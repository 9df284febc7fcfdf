//! CLI parse: clap types for collect-specs. No behavior; definitions only.

use clap::{Parser, Subcommand};

/// Collect generated OpenAPI/Swagger specifications into api-docs/public/api-specs.
///
/// Run from the project root, from api-docs/, or from api-docs/scripts/.
/// Without a subcommand every service in api-docs/config/sources.json is
/// generated and published.
#[derive(Parser, Debug)]
#[command(name = "collect-specs", version)]
pub struct Cli {
    #[command(subcommand)]
    pub command: Option<Commands>,
}

#[derive(Subcommand, Debug, Clone, PartialEq, Eq)]
pub enum Commands {
    /// Write placeholder specs for every catalog entry without running generators
    Sample,
}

◇ ◇ ◇ ◇ ◇

Among the entries above, how many lines hold the string "clap"? Answer with the number only.

▸ YOUR SOLUTION
2